I have a directory with a large number of files. I don't want to keep all the file names in memory, but I want to randomly get a subset of these files using a generator.
I can do this using information found in the post "Best way to choose a random file from a directory", but I would like to make sure that my generator never returns the same file twice. So eventually after running the generator (which would return batches) I would have cycled through the entire list of files in the directory.
The methods I can think of still creates a file list to compare against (Create a list of already used file names and return if not in list) and would take longer to execute the more times the generator yielded results.
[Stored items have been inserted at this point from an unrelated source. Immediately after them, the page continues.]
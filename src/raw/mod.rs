mod arena;
mod handle;
mod node;
mod raw_tree;

pub(crate) use handle::Handle;
pub(crate) use node::Node;
pub(crate) use raw_tree::RawBPlusTree;
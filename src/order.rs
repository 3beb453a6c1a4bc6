use core::fmt;

use crate::error::IndexError;

/// The branching factor `m` of a [`BPlusTree`](crate::BPlusTree).
///
/// A node splits as soon as it holds `m` keys, so `m - 1` keys is the most a
/// node keeps between operations. Non-root nodes never drop below
/// `⌊m/2⌋ - 1` keys after a delete.
///
/// # Examples
///
/// ```
/// use bplus_index::Order;
///
/// let order = Order::new(5).unwrap();
/// assert_eq!(order.max_keys(), 4);
/// assert_eq!(order.min_keys(), 1);
/// assert!(Order::new(2).is_err());
/// ```
#[derive(Clone, Copy, Debug, Eq, PartialEq, Ord, PartialOrd, Hash)]
pub struct Order(usize);

impl Order {
    /// The smallest order for which the split arithmetic is well defined.
    pub const MIN: usize = 3;

    /// Order used when none is configured.
    pub const DEFAULT: Self = Self(5);

    /// Validates `m` and wraps it.
    ///
    /// # Errors
    ///
    /// Returns [`IndexError::InvalidOrder`] if `m < Order::MIN`.
    pub fn new(m: usize) -> Result<Self, IndexError> {
        if m < Self::MIN {
            return Err(IndexError::InvalidOrder { order: m });
        }
        Ok(Self(m))
    }

    /// Returns `m`.
    #[must_use]
    pub const fn get(self) -> usize {
        self.0
    }

    /// Most keys a node holds once an operation completes (`m - 1`).
    #[must_use]
    pub const fn max_keys(self) -> usize {
        self.0 - 1
    }

    /// The underflow threshold `⌊m/2⌋ - 1`.
    #[must_use]
    pub const fn min_keys(self) -> usize {
        self.0 / 2 - 1
    }

    /// Number of keys the left half keeps on a split (`⌊m/2⌋`).
    #[must_use]
    pub const fn split_point(self) -> usize {
        self.0 / 2
    }
}

impl Default for Order {
    fn default() -> Self {
        Self::DEFAULT
    }
}

impl TryFrom<usize> for Order {
    type Error = IndexError;

    fn try_from(m: usize) -> Result<Self, Self::Error> {
        Self::new(m)
    }
}

impl fmt::Display for Order {
    fn fmt(&self, f: &mut fmt::Formatter<'_>) -> fmt::Result {
        self.0.fmt(f)
    }
}

#[cfg(test)]
mod tests {
    use super::*;

    #[test]
    fn thresholds_follow_floor_division() {
        let five = Order::new(5).unwrap();
        assert_eq!((five.max_keys(), five.min_keys(), five.split_point()), (4, 1, 2));

        let four = Order::new(4).unwrap();
        assert_eq!((four.max_keys(), four.min_keys(), four.split_point()), (3, 1, 2));

        let three = Order::new(3).unwrap();
        assert_eq!((three.max_keys(), three.min_keys(), three.split_point()), (2, 0, 1));
    }

    #[test]
    fn rejects_tiny_orders() {
        for m in 0..Order::MIN {
            assert!(matches!(Order::try_from(m), Err(IndexError::InvalidOrder { order }) if order == m));
        }
    }

    #[test]
    fn default_is_five() {
        assert_eq!(Order::default().get(), 5);
        assert_eq!(Order::DEFAULT.to_string(), "5");
    }
}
Is there a way, if I create an array of numbers equal to the number of files in the directory, that when I randomly pop a value from the array, I could get the file at that position? (I think this would take up significantly less memory than an array of strings)
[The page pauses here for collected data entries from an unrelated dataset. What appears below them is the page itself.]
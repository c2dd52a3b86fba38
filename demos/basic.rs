//! Minimal reqlog host: a router wrapped in the request logger.
//!
//! Run with:
//!   RUST_LOG=debug cargo run --example basic
//!
//! Override the logger's config with JSON (missing fields keep defaults):
//!   REQLOG_CONFIG='{"prefix":"[demo]","logLevel":"error"}' cargo run --example basic
//!
//! Write records as text lines on stdout instead of through tracing:
//!   REQLOG_SINK=stdout cargo run --example basic
//!
//! Try:
//!   curl http://localhost:3000/users/42
//!   curl -X POST http://localhost:3000/users -d '{"name":"alice"}'
//!   curl -X DELETE http://localhost:3000/users/42

use std::sync::Arc;

use reqlog::{Context, Method, Request, RequestLogger, Response, Router, Server, StatusCode, WriterSink};
use tracing_subscriber::EnvFilter;

#[tokio::main]
async fn main() -> Result<(), Box<dyn std::error::Error>> {
    tracing_subscriber::fmt()
        .with_env_filter(EnvFilter::try_from_default_env().unwrap_or_else(|_| EnvFilter::new("info")))
        .init();

    let ctx = match std::env::var("REQLOG_SINK").as_deref() {
        Ok("stdout") => Context::with_sink(Arc::new(WriterSink::stdout())),
        _ => Context::default(),
    };

    let overrides = match std::env::var("REQLOG_CONFIG") {
        Ok(raw) => Some(serde_json::from_str(&raw)?),
        Err(_) => None,
    };

    let routes = Router::new()
        .on(Method::GET, "/users/{id}", get_user)
        .on(Method::POST, "/users", create_user)
        .on(Method::DELETE, "/users/{id}", delete_user)
        .into_handler_ref();

    let app = reqlog::mount::<RequestLogger>(&ctx, routes, overrides, "access-log")?;

    Server::bind("0.0.0.0:3000".parse()?).serve(app).await?;
    Ok(())
}

// GET /users/{id}
async fn get_user(req: Request) -> Response {
    let id = req.param("id").unwrap_or("unknown");
    Response::json(format!(r#"{{"id":"{id}","name":"alice"}}"#).into_bytes())
}

// POST /users
async fn create_user(req: Request) -> Response {
    if req.body().is_empty() {
        return Response::status(StatusCode::BAD_REQUEST);
    }

    Response::builder()
        .status(StatusCode::CREATED)
        .header("location", "/users/99")
        .json(br#"{"id":"99","name":"new_user"}"#.to_vec())
}

// DELETE /users/{id} → 204 No Content, with an audit trail header
async fn delete_user(req: Request) -> Response {
    let id = req.param("id").unwrap_or("unknown");
    Response::builder()
        .status(StatusCode::NO_CONTENT)
        .header("x-deleted-id", id)
        .no_body()
}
From current comments I have the following code:
def GetRandomFileListGenerator(self, path):
fileList = [f for f in listdir(path) if isfile(join(path, f))]
random.shuffle(fileList)
while(self.batchSize < len(fileList)):
yield fileList[:self.batchSize]
fileList = fileList[self.batchSize:]
I mentioned this approach in the comments, but I don't know if I explained it well, so I'll elaborate here.
You can use random.sample
to get multiple values from a collection without duplicates.
import random
def iterate_over_files_randomly():
the_filenames = ["a", "b", "c", "d", "e", "f"]
for filename in random.sample(the_filenames, len(the_filenames)):
yield filename
for filename in iterate_over_files_randomly():
print(filename)
You can also shuffle the list and iterate over that.
import random
def iterate_over_files_randomly():
the_filenames = ["a", "b", "c", "d", "e", "f"]
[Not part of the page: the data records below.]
//! Unified error type.

use std::fmt;

/// The error type returned by reqlog's fallible operations.
///
/// Request handling never produces an `Error`; failures there are expressed as
/// HTTP [`Response`](crate::Response) values. This type surfaces host-side
/// failures: binding a port, or plugin overrides that do not fit the plugin's
/// configuration.
#[derive(Debug)]
pub enum Error {
    /// Binding or accepting on the listener failed.
    Io(std::io::Error),
    /// User overrides could not be laid over the plugin's default config.
    Config(serde_json::Error),
}

impl fmt::Display for Error {
    fn fmt(&self, f: &mut fmt::Formatter<'_>) -> fmt::Result {
        match self {
            Self::Io(e)     => write!(f, "io: {e}"),
            Self::Config(e) => write!(f, "invalid plugin config: {e}"),
        }
    }
}

impl std::error::Error for Error {
    fn source(&self) -> Option<&(dyn std::error::Error + 'static)> {
        match self {
            Self::Io(e)     => Some(e),
            Self::Config(e) => Some(e),
        }
    }
}

impl From<std::io::Error> for Error {
    fn from(e: std::io::Error) -> Self {
        Self::Io(e)
    }
}

impl From<serde_json::Error> for Error {
    fn from(e: serde_json::Error) -> Self {
        Self::Config(e)
    }
}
random.shuffle(the_filenames)
for filename in the_filenames:
yield filename
for filename in iterate_over_files_randomly():
print(filename)
In either case, the generator will go through the entire list of files in the directory, never repeating in any future sampling, until the list of files is exhausted. Sample output:
b
c
f
e
d
a
Both approaches have O(N) run-time. In other words, each additional value yielded takes the same amount of time as previous values yielded. This is due in part to the fact that the generator function does not slice or otherwise manipulate the list within its for
loop.